Комическая опера Моцарта “Волшебная флейта” (1791) имела оглушительный успех в Вене и прославилась не только бессмертной музыкой, но и скандалами, связанными с разглашением масонских тайн и опошлением высоких ритуалов юмором народного зингшпиля.
Либретто «Волшебной флейты» Моцарту предложил его давний приятель, Эммануэль Шиканедер. Сюжет он почерпнул в сказке Виланда из сборника фантастических поэм «Джиннистан, или избранные сказки про фей и духов». Премьера оперы состоялась 30 сентября 1791 года под управлением композитора за два с небольшим месяца до его смерти.
«Флейта» остается самым загадочным сочинением Моцарта и для исследователей, и для зрителей. Что это: красивая сказка со счастливым концом или философская притча, фантастическая комедия или мистерия, марионеточный театр или масонская опера?
Особенность этого произведения в огромном разнообразии музыкальных стилей, пародии и самопародии, в смешении высокого и низкого как в жанрах, так и в тексте. Текст монологов Тамино и Папагено отличается так же, как, скажем, «Илиада» от мыльной оперы.

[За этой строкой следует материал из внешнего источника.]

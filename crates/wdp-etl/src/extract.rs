//! Extract stage
//!
//! Fetches the current observation for each configured city and writes the
//! provider response, unmodified, as one JSON file per city into the raw
//! zone. Provider auth is a plain API-key query parameter; rate limiting
//! and provider-side retries are out of scope. Any fetch or write failure
//! fails the whole stage so the scheduler withholds transform and load.

use std::time::Duration;

use chrono::Utc;
use tracing::info;

use crate::config::ProviderConfig;
use crate::error::{EtlError, Result};
use crate::staging::{StagingStore, RAW_EXTENSION};

/// Outcome of one extract run
#[derive(Debug)]
pub struct ExtractOutcome {
    /// Raw files written, one per city
    pub fetched: usize,
}

/// Extractor over a staging store
pub struct Extractor<S> {
    staging: S,
    config: ProviderConfig,
    api_key: String,
    client: reqwest::Client,
}

impl<S: StagingStore> Extractor<S> {
    /// Build an extractor. Fails when no API key is configured — the
    /// other stages run without one, but extract cannot.
    pub fn new(staging: S, config: ProviderConfig) -> Result<Self> {
        let api_key = config
            .api_key
            .clone()
            .ok_or_else(|| EtlError::config("WDP_API_KEY is required for the extract stage"))?;

        let client = reqwest::Client::builder()
            .timeout(Duration::from_secs(config.http_timeout_secs))
            .build()?;

        Ok(Self {
            staging,
            config,
            api_key,
            client,
        })
    }

    /// Fetch every configured city and stage the responses.
    pub async fn run(&self) -> Result<ExtractOutcome> {
        info!(cities = self.config.cities.len(), "Starting extraction");

        let mut fetched = 0;
        for city in &self.config.cities {
            let body = self.fetch_city(city).await?;
            let name = raw_file_name(city);
            self.staging.write_raw(&name, &body)?;
            info!(city = %city, file = %name, "Staged raw observation");
            fetched += 1;
        }

        info!(fetched, "Extraction completed");
        Ok(ExtractOutcome { fetched })
    }

    async fn fetch_city(&self, city: &str) -> Result<String> {
        let response = self
            .client
            .get(&self.config.base_url)
            .query(&[("q", city), ("appid", &self.api_key)])
            .send()
            .await?
            .error_for_status()?;

        Ok(response.text().await?)
    }
}

/// Raw file name for one city fetch: city slug + UTC timestamp.
fn raw_file_name(city: &str) -> String {
    let slug: String = city
        .to_lowercase()
        .chars()
        .map(|c| if c.is_ascii_alphanumeric() { c } else { '_' })
        .collect();
    format!(
        "weather_{}_{}.{}",
        slug,
        Utc::now().format("%Y%m%d_%H%M%S"),
        RAW_EXTENSION
    )
}

// ============================================================================
// Tests
// ============================================================================
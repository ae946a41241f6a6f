//! Error types shared across WDP crates

use thiserror::Error;

/// Result type alias for WDP operations
pub type Result<T> = std::result::Result<T, WdpError>;

/// Workspace-wide error type
#[derive(Error, Debug)]
pub enum WdpError {
    #[error("IO error: {0}")]
    Io(#[from] std::io::Error),

    #[error("Serialization error: {0}")]
    Serialization(#[from] serde_json::Error),

    #[error("Configuration error: {0}")]
    Config(String),

    #[error("Parse error: {0}")]
    Parse(String),

    #[error("Unknown error: {0}")]
    Unknown(String),
}

impl WdpError {
    /// Shorthand for a configuration error with a plain message
    pub fn config(msg: impl Into<String>) -> Self {
        WdpError::Config(msg.into())
    }
}
//! Error types for the ETL pipeline
//!
//! Stage-level errors only. Record-level failures (a single raw file that is
//! malformed or incomplete) are represented by
//! [`NormalizeError`](crate::normalize::NormalizeError) and absorbed inside
//! the transform stage; they never surface here.

use thiserror::Error;

/// Result type alias for ETL operations
pub type Result<T> = std::result::Result<T, EtlError>;

/// Stage-level error type
///
/// Every variant aborts the current stage and propagates to the scheduler,
/// which marks the task failed and withholds downstream stages.
#[derive(Error, Debug)]
pub enum EtlError {
    /// Configuration is missing or invalid
    #[error("Configuration error: {0}. Check your environment variables or .env file.")]
    Config(String),

    /// Raw zone absent: the extract stage has not produced anything yet
    #[error("Raw staging zone not found at '{0}'. Run the extract stage first.")]
    RawZoneMissing(String),

    /// No processed artifact matches the naming convention
    #[error("No processed artifact found in '{0}'. Run (or rerun) the transform stage first.")]
    NoArtifact(String),

    /// Database operation failed (connect or append)
    #[error("Database error: {0}. Check your database connection settings.")]
    Database(#[from] sqlx::Error),

    /// Weather provider request failed
    #[error("Network request failed: {0}. Check your connection and provider URL.")]
    Http(#[from] reqwest::Error),

    /// File system operation failed
    #[error("File operation failed: {0}")]
    Io(#[from] std::io::Error),

    /// Artifact could not be encoded or decoded
    #[error("Artifact format error: {0}")]
    Artifact(#[from] csv::Error),
}

impl EtlError {
    /// Shorthand for a configuration error with a plain message
    pub fn config(msg: impl Into<String>) -> Self {
        EtlError::Config(msg.into())
    }
}
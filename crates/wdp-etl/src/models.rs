//! Data models for the ETL pipeline

use serde::{Deserialize, Serialize};

// ============================================================================
// Raw Observation
// ============================================================================

/// One raw provider response, stored unmodified as one JSON file.
///
/// Only the paths the pipeline consumes are mapped; everything else in the
/// provider payload is ignored. Every field is optional here — presence
/// validation happens in [`normalize`](crate::normalize::normalize), not
/// during deserialization.
#[derive(Debug, Clone, Default, Deserialize)]
pub struct RawObservation {
    /// Station or city name
    pub name: Option<String>,

    /// Observation time, Unix seconds (UTC)
    pub dt: Option<i64>,

    #[serde(default)]
    pub main: MainReadings,

    #[serde(default)]
    pub wind: WindReadings,

    /// The provider reports a list of conditions; only the first is used
    #[serde(default)]
    pub weather: Vec<WeatherCondition>,
}

/// The `main` block: temperature and humidity
#[derive(Debug, Clone, Default, Deserialize)]
pub struct MainReadings {
    /// Temperature in Kelvin
    pub temp: Option<f64>,

    /// Relative humidity in percent
    pub humidity: Option<f64>,
}

/// The `wind` block
#[derive(Debug, Clone, Default, Deserialize)]
pub struct WindReadings {
    /// Wind speed in m/s
    pub speed: Option<f64>,
}

/// One entry of the `weather` list
#[derive(Debug, Clone, Default, Deserialize)]
pub struct WeatherCondition {
    pub description: Option<String>,
}

// ============================================================================
// Canonical Record
// ============================================================================

/// Normalized, validated row ready for tabular storage.
///
/// Field order is the artifact column order and the `weather_readings`
/// column order. Every field is present and non-null; a raw observation
/// missing any source field is rejected whole, never partially filled.
#[derive(Debug, Clone, PartialEq, Serialize, Deserialize)]
pub struct WeatherRecord {
    pub city: String,

    /// Fixed format "YYYY-MM-DD HH:MM:SS", UTC
    pub timestamp_utc: String,

    /// Rounded to 2 decimals
    pub temperature_celsius: f64,

    /// Rounded to 2 decimals
    pub temperature_fahrenheit: f64,

    pub humidity_percent: f64,

    pub wind_speed_ms: f64,

    pub weather_description: String,
}

#[cfg(test)]
mod tests {
    use super::*;

    #[test]
    fn test_raw_observation_ignores_unknown_fields() {
        let json = r#"{
            "coord": {"lon": -0.13, "lat": 51.51},
            "name": "London",
            "dt": 1700000000,
            "main": {"temp": 283.15, "humidity": 80, "pressure": 1012},
            "wind": {"speed": 4.1, "deg": 80},
            "weather": [{"id": 500, "description": "light rain"}]
        }"#;

        let obs: RawObservation = serde_json::from_str(json).unwrap();
        assert_eq!(obs.name.as_deref(), Some("London"));
        assert_eq!(obs.dt, Some(1700000000));
        assert_eq!(obs.main.temp, Some(283.15));
        assert_eq!(obs.main.humidity, Some(80.0));
        assert_eq!(obs.wind.speed, Some(4.1));
        assert_eq!(obs.weather[0].description.as_deref(), Some("light rain"));
    }

    #[test]
    fn test_raw_observation_missing_blocks_default() {
        let obs: RawObservation = serde_json::from_str(r#"{"name": "Nowhere"}"#).unwrap();
        assert_eq!(obs.dt, None);
        assert_eq!(obs.main.temp, None);
        assert_eq!(obs.wind.speed, None);
        assert!(obs.weather.is_empty());
    }
}
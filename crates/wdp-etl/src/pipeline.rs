//! Pipeline orchestration
//!
//! One scheduled run walks `Idle → Extracting → Transforming → Loading →
//! Done`, falling to `Failed` from any stage on an unrecovered error. A
//! failed stage halts the run; downstream stages never start. Each stage
//! gets one automatic retry after a fixed delay. Cycles execute strictly
//! sequentially inside one loop, so runs never overlap and the staging
//! zones have a single writer.

use std::future::Future;
use std::time::Duration;

use tokio::time::MissedTickBehavior;
use tracing::{error, info, warn};
use uuid::Uuid;

use crate::config::{DbConfig, EtlConfig};
use crate::error::Result;
use crate::extract::Extractor;
use crate::load::TableLoader;
use crate::staging::FsStagingStore;
use crate::transform::BatchTransformer;

/// State of one scheduled run
#[derive(Debug, Clone, Copy, PartialEq, Eq)]
pub enum RunState {
    Idle,
    Extracting,
    Transforming,
    Loading,
    Done,
    Failed,
}

impl std::fmt::Display for RunState {
    fn fmt(&self, f: &mut std::fmt::Formatter<'_>) -> std::fmt::Result {
        let name = match self {
            RunState::Idle => "idle",
            RunState::Extracting => "extracting",
            RunState::Transforming => "transforming",
            RunState::Loading => "loading",
            RunState::Done => "done",
            RunState::Failed => "failed",
        };
        write!(f, "{}", name)
    }
}

/// Summary of one completed cycle
#[derive(Debug)]
pub struct CycleOutcome {
    pub run_id: Uuid,
    pub fetched: usize,
    pub processed: usize,
    pub rejected: usize,
    pub rows_loaded: usize,
}

/// The scheduler's view of the pipeline: three ordered stages on a fixed
/// cadence.
pub struct PipelineOrchestrator {
    config: EtlConfig,
}

impl PipelineOrchestrator {
    pub fn new(config: EtlConfig) -> Self {
        Self { config }
    }

    fn staging(&self) -> FsStagingStore {
        FsStagingStore::new(&self.config.staging_dir)
    }

    /// Run one full cycle: extract → transform → load.
    pub async fn run_cycle(&self) -> Result<CycleOutcome> {
        let run_id = Uuid::new_v4();
        let retry_delay = Duration::from_secs(self.config.scheduler.retry_delay_secs);
        let mut state = RunState::Idle;
        info!(%run_id, "Pipeline run starting");

        state = transition(run_id, state, RunState::Extracting);
        let extracted = match with_retry("extract", retry_delay, || async {
            let extractor = Extractor::new(self.staging(), self.config.provider.clone())?;
            extractor.run().await
        })
        .await
        {
            Ok(outcome) => outcome,
            Err(e) => {
                transition(run_id, state, RunState::Failed);
                return Err(e);
            },
        };

        state = transition(run_id, state, RunState::Transforming);
        let transformed = match with_retry("transform", retry_delay, || async {
            BatchTransformer::new(self.staging()).run()
        })
        .await
        {
            Ok(outcome) => outcome,
            Err(e) => {
                transition(run_id, state, RunState::Failed);
                return Err(e);
            },
        };

        state = transition(run_id, state, RunState::Loading);
        let loaded = match with_retry("load", retry_delay, || async {
            let db = DbConfig::from_env()?;
            TableLoader::new(self.staging(), db).run().await
        })
        .await
        {
            Ok(outcome) => outcome,
            Err(e) => {
                transition(run_id, state, RunState::Failed);
                return Err(e);
            },
        };

        transition(run_id, state, RunState::Done);
        let outcome = CycleOutcome {
            run_id,
            fetched: extracted.fetched,
            processed: transformed.processed,
            rejected: transformed.rejected,
            rows_loaded: loaded.rows_loaded,
        };
        info!(
            %run_id,
            fetched = outcome.fetched,
            processed = outcome.processed,
            rejected = outcome.rejected,
            rows_loaded = outcome.rows_loaded,
            "Pipeline run completed"
        );

        Ok(outcome)
    }

    /// Run cycles forever on the configured cadence.
    ///
    /// Missed ticks are skipped, never backfilled; a failed cycle is logged
    /// and the scheduler waits for the next tick.
    pub async fn run_scheduled(&self) -> Result<()> {
        let period = Duration::from_secs(self.config.scheduler.interval_hours * 3600);
        info!(
            interval_hours = self.config.scheduler.interval_hours,
            "Scheduler started"
        );

        let mut interval = tokio::time::interval(period);
        interval.set_missed_tick_behavior(MissedTickBehavior::Skip);

        loop {
            interval.tick().await;
            // The cycle reaches a terminal state before the next tick is
            // observed, so runs never overlap.
            if let Err(e) = self.run_cycle().await {
                error!(error = %e, "Pipeline cycle failed; waiting for next tick");
            }
        }
    }
}

fn transition(run_id: Uuid, from: RunState, to: RunState) -> RunState {
    info!(%run_id, %from, %to, "Run state transition");
    to
}

/// Attempt a stage, once more after `delay` on failure.
async fn with_retry<T, F, Fut>(stage: &str, delay: Duration, mut op: F) -> Result<T>
where
    F: FnMut() -> Fut,
    Fut: Future<Output = Result<T>>,
{
    match op().await {
        Ok(value) => Ok(value),
        Err(first) => {
            warn!(
                stage,
                error = %first,
                delay_secs = delay.as_secs(),
                "Stage failed; retrying once"
            );
            tokio::time::sleep(delay).await;
            op().await.map_err(|second| {
                error!(stage, error = %second, "Stage failed after retry");
                second
            })
        },
    }
}

// ============================================================================
// Tests
// ============================================================================

#[cfg(test)]
mod tests {
    use super::*;
    use crate::error::EtlError;
    use std::sync::atomic::{AtomicUsize, Ordering};

    #[tokio::test(start_paused = true)]
    async fn test_retry_recovers_from_single_failure() {
        let attempts = AtomicUsize::new(0);
        let result = with_retry("test", Duration::from_secs(300), || {
            let n = attempts.fetch_add(1, Ordering::SeqCst);
            async move {
                if n == 0 {
                    Err(EtlError::config("transient"))
                } else {
                    Ok(7)
                }
            }
        })
        .await;

        assert_eq!(result.unwrap(), 7);
        assert_eq!(attempts.load(Ordering::SeqCst), 2);
    }

    #[tokio::test(start_paused = true)]
    async fn test_retry_gives_up_after_second_failure() {
        let attempts = AtomicUsize::new(0);
        let result: Result<()> = with_retry("test", Duration::from_secs(300), || {
            attempts.fetch_add(1, Ordering::SeqCst);
            async { Err(EtlError::config("persistent")) }
        })
        .await;

        assert!(result.is_err());
        assert_eq!(attempts.load(Ordering::SeqCst), 2);
    }

    #[tokio::test]
    async fn test_failed_extract_halts_the_run() {
        let dir = tempfile::tempdir().unwrap();
        let mut config = EtlConfig::default();
        config.staging_dir = dir.path().to_path_buf();
        config.provider.api_key = None; // extract cannot start
        config.scheduler.retry_delay_secs = 0;

        let orchestrator = PipelineOrchestrator::new(config);
        let result = orchestrator.run_cycle().await;

        assert!(matches!(result, Err(EtlError::Config(_))));
        // Downstream stages never ran: the transform stage would have
        // created the processed zone.
        assert!(!dir.path().join("processed").exists());
    }

    #[test]
    fn test_run_state_display() {
        assert_eq!(RunState::Idle.to_string(), "idle");
        assert_eq!(RunState::Failed.to_string(), "failed");
    }
}
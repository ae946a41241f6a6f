//! WDP ETL - Weather data pipeline binary
//!
//! Each stage is its own subcommand so a workflow scheduler can run the
//! stages as separate tasks with a linear dependency (extract → transform
//! → load); a stage failure exits non-zero so the scheduler marks the task
//! failed and withholds downstream tasks.

use anyhow::Result;
use clap::{Parser, Subcommand};
use tracing::info;
use wdp_common::logging::{init_logging, LogConfig, LogLevel};
use wdp_etl::{
    BatchTransformer, DbConfig, EtlConfig, Extractor, FsStagingStore, PipelineOrchestrator,
    TableLoader,
};

#[derive(Parser, Debug)]
#[command(name = "wdp-etl")]
#[command(author, version, about = "Weather data ETL pipeline")]
struct Cli {
    #[command(subcommand)]
    command: Command,

    /// Verbose output
    #[arg(short, long)]
    verbose: bool,
}

#[derive(Subcommand, Debug)]
enum Command {
    /// Fetch raw observations into the staging raw zone
    Extract,

    /// Normalize pending raw observations into a new artifact
    Transform,

    /// Append the newest artifact to the weather_readings table
    Load,

    /// Run one full cycle: extract, transform, load
    Run,

    /// Run full cycles forever on the configured cadence
    Schedule,
}

#[tokio::main]
async fn main() -> Result<()> {
    let cli = Cli::parse();

    let mut log_config = LogConfig::from_env("wdp-etl")?;
    if cli.verbose {
        log_config.level = LogLevel::Debug;
    }
    init_logging(&log_config)?;

    let config = EtlConfig::load()?;
    let staging = FsStagingStore::new(&config.staging_dir);

    match cli.command {
        Command::Extract => {
            let extractor = Extractor::new(staging, config.provider)?;
            let outcome = extractor.run().await?;
            info!(fetched = outcome.fetched, "Extract stage finished");
        },
        Command::Transform => {
            let outcome = BatchTransformer::new(staging).run()?;
            info!(
                processed = outcome.processed,
                rejected = outcome.rejected,
                artifact = outcome.artifact.as_ref().map(|a| a.name.as_str()),
                "Transform stage finished"
            );
        },
        Command::Load => {
            let db = DbConfig::from_env()?;
            let outcome = TableLoader::new(staging, db).run().await?;
            info!(rows_loaded = outcome.rows_loaded, "Load stage finished");
        },
        Command::Run => {
            let outcome = PipelineOrchestrator::new(config).run_cycle().await?;
            info!(
                fetched = outcome.fetched,
                processed = outcome.processed,
                rejected = outcome.rejected,
                rows_loaded = outcome.rows_loaded,
                "Pipeline cycle finished"
            );
        },
        Command::Schedule => {
            PipelineOrchestrator::new(config).run_scheduled().await?;
        },
    }

    Ok(())
}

“Волшебная флейта” – не совсем обычная опера. Она была сочинена для народного театра “Ауф-дер-Винден” в предместье Вены. Публика побогаче размещалась в ложах, а партер был заполнен самым разным народом. Обстановка была демократическая, пиво подавали прямо в зал. Сам жанр оперы – зингшпиль (то есть “веселое представление с пением”) подходил этой публике как нельзя лучше.
С другой стороны, опера «нашпигована» масонской тематикой, символикой чисел и прочими «серьезными» вещами. И, как ни странно, «Волшебная флейта», будучи оперой комической, наполнена атмосферой смерти. И не только потому, что все герои по очереди пытаются покончить с собой. Речь в опере идет об обряде посвящения, иными словами, о ритуальной смерти и возрождении.
Весь вопрос в том, какой из мотивов – комический, лирический или масонский предпочтет тот или иной режиссер?
Существует мнение, что эту оперу может убить традиционная постановка. Постановщики склонны «пуститься во все тяжкие» – игровая основа и неровности сюжета оперы дают множество поводов для самых неожиданных трактовок.
Немецкий режиссер Ахим Фрайер в постановке на сцене театра «Новая опера» вырядил моцартовского мудреца Зарастро в товарища Сталина. В руке он держал молот, а Царица ночи- серп. Ни дать, ни взять – рабочий и колхозница. Царица ночи вырастала на глазах у публики, как Алиса в Стране чудес, и выставляла из разреза юбки ножку этак метра два длиной.
В постановке британца Грэма Вика (Большой театр) храм Осириса и Изиды, иначе говоря, масонская ложа, представлял собой гигантский солярий. Прибавьте еще принца Тамино в одних трусах, дам из свиты Царицы ночи в милицейской форме и Папагено, курящего «косяк», и получится форменный балаган (чего, собственно, и хотел режиссер).
На Зальцбургском фестивале в 2006 г. Папагено разъезжал по сцене на машинке, похожей на Фольксваген-жук, а добрые гении летали на самолете.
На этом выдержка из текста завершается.